BoVados January 14, 2014 at 10:09

How to make an excellent piece of hardware - an overview of the new EMC VNX storage systems

EMC storage systems are like a good German car. You know that you overpay a little for the brand, but data security and responsiveness are ensured. And service: premium guarantee, for example, delivery of spare parts within 4 hours with the departure of an engineer if necessary.

Relatively recently, a new line of equipment has been released, the flagship of which allows you to put up to 1,500 disks - a total of 6 PB . Below is her review with a brief educational program about storage in principle. And the story of how really good things did even better.

Right away

I know that immediately ask for the cost. She's tall. You need to pay at least thirty thousand dollars.
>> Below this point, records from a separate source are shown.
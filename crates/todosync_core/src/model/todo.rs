//! Todo domain model.
//!
//! # Responsibility
//! - Define the productivity entity synchronized by this crate.
//! - Convert between typed todos and the JSON payloads carried by
//!   change records and entity snapshots.
//!
//! # Invariants
//! - `id` is stable and never reused for another todo.
//! - `title` is non-empty after trimming and at most `MAX_TITLE_CHARS`.

use crate::model::change::{EntityRef, ValidationError};
use crate::model::entity::EntitySnapshot;
use serde::{Deserialize, Serialize};
use serde_json::Value;
use uuid::Uuid;

/// Entity type segment used for todos in change records and storage keys.
pub const TODO_ENTITY_TYPE: &str = "todo";
pub const MAX_TITLE_CHARS: usize = 500;

pub type TodoId = Uuid;

/// Task lifecycle state.
#[derive(Debug, Clone, Copy, PartialEq, Eq, Serialize, Deserialize)]
#[serde(rename_all = "snake_case")]
pub enum TodoStatus {
    Todo,
    InProgress,
    Done,
    Cancelled,
}

impl TodoStatus {
    pub fn as_str(self) -> &'static str {
        match self {
            Self::Todo => "todo",
            Self::InProgress => "in_progress",
            Self::Done => "done",
            Self::Cancelled => "cancelled",
        }
    }

    pub fn parse(value: &str) -> Option<Self> {
        match value.trim().to_ascii_lowercase().as_str() {
            "todo" => Some(Self::Todo),
            "in_progress" => Some(Self::InProgress),
            "done" => Some(Self::Done),
            "cancelled" => Some(Self::Cancelled),
            _ => None,
        }
    }

    /// Done and cancelled todos are hidden from open lists.
    pub fn is_open(self) -> bool {
        matches!(self, Self::Todo | Self::InProgress)
    }
}

/// A single todo item.
#[derive(Debug, Clone, PartialEq, Eq, Serialize, Deserialize)]
pub struct Todo {
    pub id: TodoId,
    pub title: String,
    #[serde(default, skip_serializing_if = "Option::is_none")]
    pub notes: Option<String>,
    pub status: TodoStatus,
    /// Unix epoch milliseconds.
    #[serde(default, skip_serializing_if = "Option::is_none")]
    pub due_at: Option<i64>,
    /// Unix epoch milliseconds of the last local or remote write.
    pub updated_at: i64,
}

impl Todo {
    /// Creates an open todo with a generated id.
    pub fn new(title: impl Into<String>, updated_at: i64) -> Self {
        Self {
            id: Uuid::new_v4(),
            title: title.into(),
            notes: None,
            status: TodoStatus::Todo,
            due_at: None,
            updated_at,
        }
    }

    pub fn entity_ref(&self) -> EntityRef {
        EntityRef::new(TODO_ENTITY_TYPE, self.id.to_string())
    }

    pub fn validate(&self) -> Result<(), ValidationError> {
        let trimmed = self.title.trim();
        if trimmed.is_empty() {
            return Err(ValidationError::EmptyTitle);
        }
        let actual_chars = trimmed.chars().count();
        if actual_chars > MAX_TITLE_CHARS {
            return Err(ValidationError::TitleTooLong {
                max_chars: MAX_TITLE_CHARS,
                actual_chars,
            });
        }
        Ok(())
    }

    /// Serializes this todo into a change/snapshot payload object.
    pub fn to_payload(&self) -> Result<Value, ValidationError> {
        serde_json::to_value(self).map_err(|err| ValidationError::InvalidPayload(err.to_string()))
    }

    /// Decodes a todo from a snapshot payload.
    pub fn from_snapshot(snapshot: &EntitySnapshot) -> Result<Self, ValidationError> {
        if snapshot.entity_type != TODO_ENTITY_TYPE {
            return Err(ValidationError::InvalidEntityType(
                snapshot.entity_type.clone(),
            ));
        }
        let todo: Todo = serde_json::from_value(snapshot.payload.clone())
            .map_err(|err| ValidationError::InvalidPayload(err.to_string()))?;
        if todo.id.to_string() != snapshot.entity_id {
            return Err(ValidationError::InvalidPayload(format!(
                "payload id `{}` does not match entity id `{}`",
                todo.id, snapshot.entity_id
            )));
        }
        Ok(todo)
    }
}
//! Host persistence boundary.
//!
//! # Responsibility
//! - Define the key-value contract the sync core persists through.
//! - Provide SQLite, in-memory and write-behind implementations.
//!
//! # Invariants
//! - `list_prefix` returns entries ordered by key.
//! - Values are opaque UTF-8 strings (JSON documents in practice).

use crate::db::DbError;
use std::error::Error;
use std::fmt::{Display, Formatter};

pub mod buffered;
pub mod memory_store;
pub mod sqlite_store;

pub use buffered::BufferedKvStore;
pub use memory_store::MemoryKvStore;
pub use sqlite_store::SqliteKvStore;

pub type StoreResult<T> = Result<T, StoreError>;

/// Persistence failure at the host storage boundary.
#[derive(Debug)]
pub enum StoreError {
    /// The medium cannot be reached right now; callers may retry.
    Unavailable(String),
    Db(DbError),
    /// A stored value could not be decoded.
    Corrupt { key: String, message: String },
}

impl Display for StoreError {
    fn fmt(&self, f: &mut Formatter<'_>) -> std::fmt::Result {
        match self {
            Self::Unavailable(message) => write!(f, "storage unavailable: {message}"),
            Self::Db(err) => write!(f, "{err}"),
            Self::Corrupt { key, message } => {
                write!(f, "corrupt value at `{key}`: {message}")
            }
        }
    }
}

impl Error for StoreError {
    fn source(&self) -> Option<&(dyn Error + 'static)> {
        match self {
            Self::Db(err) => Some(err),
            Self::Unavailable(_) | Self::Corrupt { .. } => None,
        }
    }
}

impl From<DbError> for StoreError {
    fn from(value: DbError) -> Self {
        Self::Db(value)
    }
}

impl From<rusqlite::Error> for StoreError {
    fn from(value: rusqlite::Error) -> Self {
        Self::Db(DbError::Sqlite(value))
    }
}

/// Key-value contract required by the change log and local entity state.
pub trait KvStore: Send + Sync {
    fn get(&self, key: &str) -> StoreResult<Option<String>>;
    fn set(&self, key: &str, value: &str) -> StoreResult<()>;
    /// Deleting a missing key is not an error.
    fn delete(&self, key: &str) -> StoreResult<()>;
    /// Returns all entries whose key starts with `prefix`, ordered by key.
    fn list_prefix(&self, prefix: &str) -> StoreResult<Vec<(String, String)>>;
}

/// Smallest string greater than every key starting with `prefix`.
///
/// Returns `None` when no such bound exists (empty prefix or a prefix made
/// only of `char::MAX`).
pub(crate) fn prefix_upper_bound(prefix: &str) -> Option<String> {
    let mut chars: Vec<char> = prefix.chars().collect();
    while let Some(last) = chars.pop() {
        let mut next = last as u32 + 1;
        // Skip the surrogate gap, which has no `char` values.
        if (0xD800..=0xDFFF).contains(&next) {
            next = 0xE000;
        }
        if let Some(bumped) = char::from_u32(next) {
            chars.push(bumped);
            return Some(chars.into_iter().collect());
        }
    }
    None
}
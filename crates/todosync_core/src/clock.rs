//! Wall-clock abstraction.
//!
//! Record timestamps, debounce dwell and backoff deadlines all read time
//! through `Clock` so tests can drive them with `ManualClock`.

use std::sync::atomic::{AtomicI64, Ordering};
use std::time::{SystemTime, UNIX_EPOCH};

pub trait Clock: Send + Sync {
    /// Current time as Unix epoch milliseconds.
    fn now_ms(&self) -> i64;
}

#[derive(Debug, Clone, Copy, Default)]
pub struct SystemClock;

impl Clock for SystemClock {
    fn now_ms(&self) -> i64 {
        SystemTime::now()
            .duration_since(UNIX_EPOCH)
            .map(|elapsed| i64::try_from(elapsed.as_millis()).unwrap_or(i64::MAX))
            .unwrap_or(0)
    }
}

/// Clock that only moves when told to.
#[derive(Debug, Default)]
pub struct ManualClock {
    now_ms: AtomicI64,
}

impl ManualClock {
    pub fn new(start_ms: i64) -> Self {
        Self {
            now_ms: AtomicI64::new(start_ms),
        }
    }

    pub fn advance_ms(&self, delta_ms: i64) {
        self.now_ms.fetch_add(delta_ms, Ordering::SeqCst);
    }

    pub fn set_ms(&self, now_ms: i64) {
        self.now_ms.store(now_ms, Ordering::SeqCst);
    }
}

impl Clock for ManualClock {
    fn now_ms(&self) -> i64 {
        self.now_ms.load(Ordering::SeqCst)
    }
}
For this money they give a completely fault-tolerant configuration with powerful functionality, three-year support and updated software, which will be discussed below. That is, the system is far from home and not even for small businesses.

The most important thing that you get for this money: the frightening words DU / DL will cease to appear in reports. And this is the worst combination for service engineers and customers. Reducing the risks of downtime or data loss is what the CIO is prepared to fight by any means.

Why do you need hybrid storage?

First, a little history. Multilevel storage is a combination of fast and cheap, but capacious disks in one data array. There was the possibility of such a combination even when we only dreamed about flash-disks because of their space cost. So, there is a myth that this chip was invented to improve performance. And no! Initially, such storage was used to save money: we put data that is not used on slow and cheap disks. So you need less fast ones - only for "hot" data.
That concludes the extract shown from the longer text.